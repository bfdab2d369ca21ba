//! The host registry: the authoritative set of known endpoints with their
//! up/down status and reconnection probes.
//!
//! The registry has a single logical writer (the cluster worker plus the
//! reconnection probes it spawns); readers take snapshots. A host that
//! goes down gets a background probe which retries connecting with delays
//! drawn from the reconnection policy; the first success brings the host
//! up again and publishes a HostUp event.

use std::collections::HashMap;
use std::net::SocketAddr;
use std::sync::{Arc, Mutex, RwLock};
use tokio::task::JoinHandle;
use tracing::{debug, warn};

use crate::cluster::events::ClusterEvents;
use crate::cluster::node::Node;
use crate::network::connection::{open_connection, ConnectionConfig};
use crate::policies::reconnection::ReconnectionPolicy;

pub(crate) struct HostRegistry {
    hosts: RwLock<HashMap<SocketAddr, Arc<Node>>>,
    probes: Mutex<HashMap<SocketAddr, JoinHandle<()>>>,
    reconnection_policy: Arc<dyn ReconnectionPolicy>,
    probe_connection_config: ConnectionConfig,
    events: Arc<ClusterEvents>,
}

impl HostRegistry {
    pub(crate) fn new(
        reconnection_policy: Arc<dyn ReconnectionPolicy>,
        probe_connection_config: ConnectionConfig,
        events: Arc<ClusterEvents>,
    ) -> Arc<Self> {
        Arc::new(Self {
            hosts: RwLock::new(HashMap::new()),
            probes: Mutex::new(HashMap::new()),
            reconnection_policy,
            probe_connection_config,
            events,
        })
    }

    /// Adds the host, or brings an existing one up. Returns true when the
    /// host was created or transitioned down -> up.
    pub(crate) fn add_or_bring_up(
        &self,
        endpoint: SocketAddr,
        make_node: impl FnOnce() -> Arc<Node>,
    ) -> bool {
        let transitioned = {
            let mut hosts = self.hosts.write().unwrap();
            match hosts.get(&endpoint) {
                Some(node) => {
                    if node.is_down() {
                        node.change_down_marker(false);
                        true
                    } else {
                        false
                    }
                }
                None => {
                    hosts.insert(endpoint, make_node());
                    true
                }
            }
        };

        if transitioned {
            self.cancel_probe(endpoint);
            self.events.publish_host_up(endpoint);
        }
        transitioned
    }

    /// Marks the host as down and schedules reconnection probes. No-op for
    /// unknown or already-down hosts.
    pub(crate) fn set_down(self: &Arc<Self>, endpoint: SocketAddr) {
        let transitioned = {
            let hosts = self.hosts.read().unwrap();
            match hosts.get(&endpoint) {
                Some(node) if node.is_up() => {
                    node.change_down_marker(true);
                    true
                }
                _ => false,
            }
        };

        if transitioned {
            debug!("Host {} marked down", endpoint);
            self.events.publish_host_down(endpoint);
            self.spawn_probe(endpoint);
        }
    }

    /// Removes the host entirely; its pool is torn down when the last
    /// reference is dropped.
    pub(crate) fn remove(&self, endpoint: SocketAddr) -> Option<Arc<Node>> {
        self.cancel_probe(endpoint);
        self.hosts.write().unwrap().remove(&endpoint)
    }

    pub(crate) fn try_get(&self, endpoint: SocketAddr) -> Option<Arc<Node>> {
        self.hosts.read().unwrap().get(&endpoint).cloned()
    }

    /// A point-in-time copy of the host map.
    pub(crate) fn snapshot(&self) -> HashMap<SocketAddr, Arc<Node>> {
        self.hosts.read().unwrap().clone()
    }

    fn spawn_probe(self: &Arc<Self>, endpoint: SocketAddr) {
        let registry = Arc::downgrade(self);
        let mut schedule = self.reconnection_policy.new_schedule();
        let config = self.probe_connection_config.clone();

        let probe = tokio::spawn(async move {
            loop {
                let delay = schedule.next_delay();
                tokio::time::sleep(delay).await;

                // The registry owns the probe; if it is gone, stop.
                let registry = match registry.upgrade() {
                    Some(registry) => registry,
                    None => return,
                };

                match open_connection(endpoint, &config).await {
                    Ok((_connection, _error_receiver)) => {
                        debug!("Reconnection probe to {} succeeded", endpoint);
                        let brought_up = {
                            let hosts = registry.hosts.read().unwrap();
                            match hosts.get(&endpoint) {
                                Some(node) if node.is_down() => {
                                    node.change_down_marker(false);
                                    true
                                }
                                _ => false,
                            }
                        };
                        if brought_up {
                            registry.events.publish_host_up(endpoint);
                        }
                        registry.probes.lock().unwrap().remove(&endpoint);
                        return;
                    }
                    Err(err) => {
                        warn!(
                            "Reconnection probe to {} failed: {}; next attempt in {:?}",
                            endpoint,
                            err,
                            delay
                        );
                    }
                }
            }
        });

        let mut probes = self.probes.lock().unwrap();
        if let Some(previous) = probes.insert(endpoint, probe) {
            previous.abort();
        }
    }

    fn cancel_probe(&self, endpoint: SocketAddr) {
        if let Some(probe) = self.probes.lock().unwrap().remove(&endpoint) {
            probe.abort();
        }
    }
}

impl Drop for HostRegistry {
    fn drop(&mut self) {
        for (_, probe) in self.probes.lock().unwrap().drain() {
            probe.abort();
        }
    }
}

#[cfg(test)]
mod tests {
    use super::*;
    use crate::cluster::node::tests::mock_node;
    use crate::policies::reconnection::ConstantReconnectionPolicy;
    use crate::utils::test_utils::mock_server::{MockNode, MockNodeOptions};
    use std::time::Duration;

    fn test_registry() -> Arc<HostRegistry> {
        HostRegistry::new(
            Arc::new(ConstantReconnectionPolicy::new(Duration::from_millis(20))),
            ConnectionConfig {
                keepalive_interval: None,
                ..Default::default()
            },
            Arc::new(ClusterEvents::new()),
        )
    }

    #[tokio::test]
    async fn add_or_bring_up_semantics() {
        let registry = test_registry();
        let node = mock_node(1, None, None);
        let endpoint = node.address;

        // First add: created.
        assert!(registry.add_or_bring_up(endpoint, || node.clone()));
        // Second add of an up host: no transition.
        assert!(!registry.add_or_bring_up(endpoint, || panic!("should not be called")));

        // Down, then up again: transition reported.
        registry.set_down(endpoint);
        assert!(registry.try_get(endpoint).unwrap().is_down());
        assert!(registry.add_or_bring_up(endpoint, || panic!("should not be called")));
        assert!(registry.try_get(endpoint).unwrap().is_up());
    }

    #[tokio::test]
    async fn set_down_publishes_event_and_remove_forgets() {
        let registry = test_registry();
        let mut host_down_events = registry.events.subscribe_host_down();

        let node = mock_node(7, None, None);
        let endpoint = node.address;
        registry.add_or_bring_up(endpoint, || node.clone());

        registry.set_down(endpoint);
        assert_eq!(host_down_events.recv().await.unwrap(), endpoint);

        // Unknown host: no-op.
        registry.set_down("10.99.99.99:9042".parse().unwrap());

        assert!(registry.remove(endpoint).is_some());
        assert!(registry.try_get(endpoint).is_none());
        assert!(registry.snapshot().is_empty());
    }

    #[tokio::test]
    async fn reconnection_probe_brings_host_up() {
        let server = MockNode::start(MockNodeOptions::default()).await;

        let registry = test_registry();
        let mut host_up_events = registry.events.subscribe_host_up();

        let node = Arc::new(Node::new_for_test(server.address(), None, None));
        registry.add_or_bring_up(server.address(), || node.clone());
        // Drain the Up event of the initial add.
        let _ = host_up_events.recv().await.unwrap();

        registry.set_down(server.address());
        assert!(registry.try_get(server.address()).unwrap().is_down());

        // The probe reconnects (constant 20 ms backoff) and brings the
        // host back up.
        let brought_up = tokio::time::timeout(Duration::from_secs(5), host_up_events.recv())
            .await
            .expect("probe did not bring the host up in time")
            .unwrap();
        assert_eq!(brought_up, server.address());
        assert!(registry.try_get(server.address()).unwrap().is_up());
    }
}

==============================

**Activity:**
Word for word, the whole listing should be given again.

**Reply:**
repository bfdab2d369ca21ba
//! The host registry: the authoritative set of known endpoints with their
//! up/down status and reconnection probes.
//!
//! The registry has a single logical writer (the cluster worker plus the
//! reconnection probes it spawns); readers take snapshots. A host that
//! goes down gets a background probe which retries connecting with delays
//! drawn from the reconnection policy; the first success brings the host
//! up again and publishes a HostUp event.

use std::collections::HashMap;
use std::net::SocketAddr;
use std::sync::{Arc, Mutex, RwLock};
use tokio::task::JoinHandle;
use tracing::{debug, warn};

use crate::cluster::events::ClusterEvents;
use crate::cluster::node::Node;
use crate::network::connection::{open_connection, ConnectionConfig};
use crate::policies::reconnection::ReconnectionPolicy;

pub(crate) struct HostRegistry {
    hosts: RwLock<HashMap<SocketAddr, Arc<Node>>>,
    probes: Mutex<HashMap<SocketAddr, JoinHandle<()>>>,
    reconnection_policy: Arc<dyn ReconnectionPolicy>,
    probe_connection_config: ConnectionConfig,
    events: Arc<ClusterEvents>,
}

impl HostRegistry {
    pub(crate) fn new(
        reconnection_policy: Arc<dyn ReconnectionPolicy>,
        probe_connection_config: ConnectionConfig,
        events: Arc<ClusterEvents>,
    ) -> Arc<Self> {
        Arc::new(Self {
            hosts: RwLock::new(HashMap::new()),
            probes: Mutex::new(HashMap::new()),
            reconnection_policy,
            probe_connection_config,
            events,
        })
    }

    /// Adds the host, or brings an existing one up. Returns true when the
    /// host was created or transitioned down -> up.
    pub(crate) fn add_or_bring_up(
        &self,
        endpoint: SocketAddr,
        make_node: impl FnOnce() -> Arc<Node>,
    ) -> bool {
        let transitioned = {
            let mut hosts = self.hosts.write().unwrap();
            match hosts.get(&endpoint) {
                Some(node) => {
                    if node.is_down() {
                        node.change_down_marker(false);
                        true
                    } else {
                        false
                    }
                }
                None => {
                    hosts.insert(endpoint, make_node());
                    true
                }
            }
        };

        if transitioned {
            self.cancel_probe(endpoint);
            self.events.publish_host_up(endpoint);
        }
        transitioned
    }

    /// Marks the host as down and schedules reconnection probes. No-op for
    /// unknown or already-down hosts.
    pub(crate) fn set_down(self: &Arc<Self>, endpoint: SocketAddr) {
        let transitioned = {
            let hosts = self.hosts.read().unwrap();
            match hosts.get(&endpoint) {
                Some(node) if node.is_up() => {
                    node.change_down_marker(true);
                    true
                }
                _ => false,
            }
        };

        if transitioned {
            debug!("Host {} marked down", endpoint);
            self.events.publish_host_down(endpoint);
            self.spawn_probe(endpoint);
        }
    }

    /// Removes the host entirely; its pool is torn down when the last
    /// reference is dropped.
    pub(crate) fn remove(&self, endpoint: SocketAddr) -> Option<Arc<Node>> {
        self.cancel_probe(endpoint);
        self.hosts.write().unwrap().remove(&endpoint)
    }

    pub(crate) fn try_get(&self, endpoint: SocketAddr) -> Option<Arc<Node>> {
        self.hosts.read().unwrap().get(&endpoint).cloned()
    }

    /// A point-in-time copy of the host map.
    pub(crate) fn snapshot(&self) -> HashMap<SocketAddr, Arc<Node>> {
        self.hosts.read().unwrap().clone()
    }

    fn spawn_probe(self: &Arc<Self>, endpoint: SocketAddr) {
        let registry = Arc::downgrade(self);
        let mut schedule = self.reconnection_policy.new_schedule();
        let config = self.probe_connection_config.clone();

        let probe = tokio::spawn(async move {
            loop {
                let delay = schedule.next_delay();
                tokio::time::sleep(delay).await;

                // The registry owns the probe; if it is gone, stop.
                let registry = match registry.upgrade() {
                    Some(registry) => registry,
                    None => return,
                };

                match open_connection(endpoint, &config).await {
                    Ok((_connection, _error_receiver)) => {
                        debug!("Reconnection probe to {} succeeded", endpoint);
                        let brought_up = {
                            let hosts = registry.hosts.read().unwrap();
                            match hosts.get(&endpoint) {
                                Some(node) if node.is_down() => {
                                    node.change_down_marker(false);
                                    true
                                }
                                _ => false,
                            }
                        };
                        if brought_up {
                            registry.events.publish_host_up(endpoint);
                        }
                        registry.probes.lock().unwrap().remove(&endpoint);
                        return;
                    }
                    Err(err) => {
                        warn!(
                            "Reconnection probe to {} failed: {}; next attempt in {:?}",
                            endpoint,
                            err,
                            delay
                        );
                    }
                }
            }
        });

        let mut probes = self.probes.lock().unwrap();
        if let Some(previous) = probes.insert(endpoint, probe) {
            previous.abort();
        }
    }

    fn cancel_probe(&self, endpoint: SocketAddr) {
        if let Some(probe) = self.probes.lock().unwrap().remove(&endpoint) {
            probe.abort();
        }
    }
}

impl Drop for HostRegistry {
    fn drop(&mut self) {
        for (_, probe) in self.probes.lock().unwrap().drain() {
            probe.abort();
        }
    }
}

#[cfg(test)]
mod tests {
    use super::*;
    use crate::cluster::node::tests::mock_node;
    use crate::policies::reconnection::ConstantReconnectionPolicy;
    use crate::utils::test_utils::mock_server::{MockNode, MockNodeOptions};
    use std::time::Duration;

    fn test_registry() -> Arc<HostRegistry> {
        HostRegistry::new(
            Arc::new(ConstantReconnectionPolicy::new(Duration::from_millis(20))),
            ConnectionConfig {
                keepalive_interval: None,
                ..Default::default()
            },
            Arc::new(ClusterEvents::new()),
        )
    }

    #[tokio::test]
    async fn add_or_bring_up_semantics() {
        let registry = test_registry();
        let node = mock_node(1, None, None);
        let endpoint = node.address;

        // First add: created.
        assert!(registry.add_or_bring_up(endpoint, || node.clone()));
        // Second add of an up host: no transition.
        assert!(!registry.add_or_bring_up(endpoint, || panic!("should not be called")));

        // Down, then up again: transition reported.
        registry.set_down(endpoint);
        assert!(registry.try_get(endpoint).unwrap().is_down());
        assert!(registry.add_or_bring_up(endpoint, || panic!("should not be called")));
        assert!(registry.try_get(endpoint).unwrap().is_up());
    }

    #[tokio::test]
    async fn set_down_publishes_event_and_remove_forgets() {
        let registry = test_registry();
        let mut host_down_events = registry.events.subscribe_host_down();

        let node = mock_node(7, None, None);
        let endpoint = node.address;
        registry.add_or_bring_up(endpoint, || node.clone());

        registry.set_down(endpoint);
        assert_eq!(host_down_events.recv().await.unwrap(), endpoint);

        // Unknown host: no-op.
        registry.set_down("10.99.99.99:9042".parse().unwrap());

        assert!(registry.remove(endpoint).is_some());
        assert!(registry.try_get(endpoint).is_none());
        assert!(registry.snapshot().is_empty());
    }

    #[tokio::test]
    async fn reconnection_probe_brings_host_up() {
        let server = MockNode::start(MockNodeOptions::default()).await;

        let registry = test_registry();
        let mut host_up_events = registry.events.subscribe_host_up();

        let node = Arc::new(Node::new_for_test(server.address(), None, None));
        registry.add_or_bring_up(server.address(), || node.clone());
        // Drain the Up event of the initial add.
        let _ = host_up_events.recv().await.unwrap();

        registry.set_down(server.address());
        assert!(registry.try_get(server.address()).unwrap().is_down());

        // The probe reconnects (constant 20 ms backoff) and brings the
        // host back up.
        let brought_up = tokio::time::timeout(Duration::from_secs(5), host_up_events.recv())
            .await
            .expect("probe did not bring the host up in time")
            .unwrap();
        assert_eq!(brought_up, server.address());
        assert!(registry.try_get(server.address()).unwrap().is_up());
    }
}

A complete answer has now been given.